Posted on Jul 29, 2012 | Alternative Remedies, Articles Category | | Print This Article

Morning sickness is very often one of the most uncomfortable and frustrating things about pregnancy, or at least the first trimester of pregnancy. More than two thirds of all women will experience some degree of morning sickness. Making the situation even more difficult is the fact that many of the medications, whether they are over-the-counter of they are prescription medications, have not been sufficiently tested to be safe for pregnant women. Even those medications that may be safe can still have a variety of undesirable side effects. Because of this, many women with morning sickness have turned to a variety of alternative therapies and alternative medications, including acupuncture.

Acupuncture has been used for centuries to relieve nausea and vomiting. Acupuncture intended to help with nausea or vomiting typically involves inserting a needle right around two inches above the wrist crease on each arm. This place is called the “PC6” point. The insertion of the acupuncture needle is relatively painless. In addition, because the acupuncture point is nowhere near the abdomen or the uterus, there is no chance of the acupuncture procedure accidentally injuring your baby.

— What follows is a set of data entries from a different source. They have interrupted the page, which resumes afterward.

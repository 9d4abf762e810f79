//! Reshard RPC: the service in isolation and over a loopback server.

use std::net::SocketAddr;
use std::sync::atomic::{AtomicUsize, Ordering};
use std::sync::Arc;
use std::time::Duration;

use async_trait::async_trait;
use tokio_util::sync::CancellationToken;
use tonic::{Code, Request};

use configshard::cluster::{GrpcPeerNotifier, PeerNotifier, ReshardHandler};
use configshard::error::{ClusterError, Result};
use configshard::grpc::{GrpcServer, ReshardService};
use configshard::proto::scraping_service_server::ScrapingService;
use configshard::proto::ReshardRequest;

#[derive(Default)]
struct ScriptedHandler {
    calls: AtomicUsize,
    outcome: Option<fn() -> ClusterError>,
}

#[async_trait]
impl ReshardHandler for ScriptedHandler {
    async fn reshard(&self) -> Result<()> {
        self.calls.fetch_add(1, Ordering::SeqCst);
        match self.outcome {
            Some(err) => Err(err()),
            None => Ok(()),
        }
    }
}

fn reshard_timeout() -> ClusterError {
    ClusterError::ReshardTimeout(Duration::from_secs(30))
}

fn store_unavailable() -> ClusterError {
    ClusterError::Internal("store unavailable".to_string())
}

#[tokio::test]
async fn successful_reshard_returns_empty_response() {
    let handler = Arc::new(ScriptedHandler::default());
    let service = ReshardService::new(handler.clone());

    service.reshard(Request::new(ReshardRequest {})).await.unwrap();
    assert_eq!(handler.calls.load(Ordering::SeqCst), 1);
}

#[tokio::test]
async fn timed_out_reshard_maps_to_deadline_exceeded() {
    let handler = Arc::new(ScriptedHandler {
        outcome: Some(reshard_timeout),
        ..Default::default()
    });
    let service = ReshardService::new(handler);

    let status = service.reshard(Request::new(ReshardRequest {})).await.unwrap_err();
    assert_eq!(status.code(), Code::DeadlineExceeded);
}

#[tokio::test]
async fn failed_reshard_maps_to_internal() {
    let handler = Arc::new(ScriptedHandler {
        outcome: Some(store_unavailable),
        ..Default::default()
    });
    let service = ReshardService::new(handler);

    let status = service.reshard(Request::new(ReshardRequest {})).await.unwrap_err();
    assert_eq!(status.code(), Code::Internal);
    assert!(status.message().contains("store unavailable"));
}

#[tokio::test]
async fn notifier_reaches_server_over_grpc() {
    let addr: SocketAddr = "127.0.0.1:23700".parse().unwrap();
    let handler = Arc::new(ScriptedHandler::default());
    let shutdown = CancellationToken::new();

    let server = GrpcServer::new(addr, handler.clone());
    let server_shutdown = shutdown.clone();
    let server_task = tokio::spawn(async move { server.run(server_shutdown).await });
    tokio::time::sleep(Duration::from_millis(100)).await;

    let notifier = GrpcPeerNotifier::new(Duration::from_secs(1));
    notifier.notify_reshard("127.0.0.1:23700").await.unwrap();
    notifier.notify_reshard("127.0.0.1:23700").await.unwrap();
    assert_eq!(handler.calls.load(Ordering::SeqCst), 2);

    shutdown.cancel();
    server_task.await.unwrap().unwrap();
}

#[tokio::test]
async fn notifier_reports_unreachable_peer() {
    let notifier = GrpcPeerNotifier::new(Duration::from_millis(200));
    let status = notifier.notify_reshard("127.0.0.1:23799").await.unwrap_err();
    assert_eq!(status.code(), Code::Unavailable);
}

#[tokio::test]
async fn slow_peer_does_not_delay_notifying_others() {
    let addr: SocketAddr = "127.0.0.1:23710".parse().unwrap();
    let handler = Arc::new(ScriptedHandler::default());
    let shutdown = CancellationToken::new();

    let server = GrpcServer::new(addr, handler.clone());
    let server_shutdown = shutdown.clone();
    let server_task = tokio::spawn(async move { server.run(server_shutdown).await });
    tokio::time::sleep(Duration::from_millis(100)).await;

    let notifier = Arc::new(GrpcPeerNotifier::new(Duration::from_secs(2)));

    // Non-routable: the connect either hangs until the timeout or fails fast.
    let slow = {
        let notifier = notifier.clone();
        tokio::spawn(async move { notifier.notify_reshard("10.255.255.1:9095").await })
    };
    tokio::time::sleep(Duration::from_millis(50)).await;

    let started = std::time::Instant::now();
    notifier.notify_reshard("127.0.0.1:23710").await.unwrap();
    assert!(started.elapsed() < Duration::from_secs(1));
    assert_eq!(handler.calls.load(Ordering::SeqCst), 1);

    assert!(slow.await.unwrap().is_err());
    shutdown.cancel();
    server_task.await.unwrap().unwrap();
}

To be certain, acupuncture does not work for everyone. There are certainly other alternative therapies that may help with your morning sickness. If you can’t tolerate the idea of acupuncture, for example, acupressure may also be able to help with morning sickness. In fact, there are even several manufacturers that make acupressure wrist bands that will stimulate roughly the same area that acupuncture intends to deal with. Other potential solutions to morning sickness might include changes in diet to avoid fatty or spicy foods, making certain that you are hydrated, eating several small meals during the day instead of three larger ones, and the use of herbal supplements. In particular, ginger seems to be an especially effective supplement that helps many women with their morning sickness.

As with any alternative procedure, you should discuss getting acupuncture with your health care provider before you actually have the procedure. There may be specific reasons why, in your case, it may or may not be a good idea.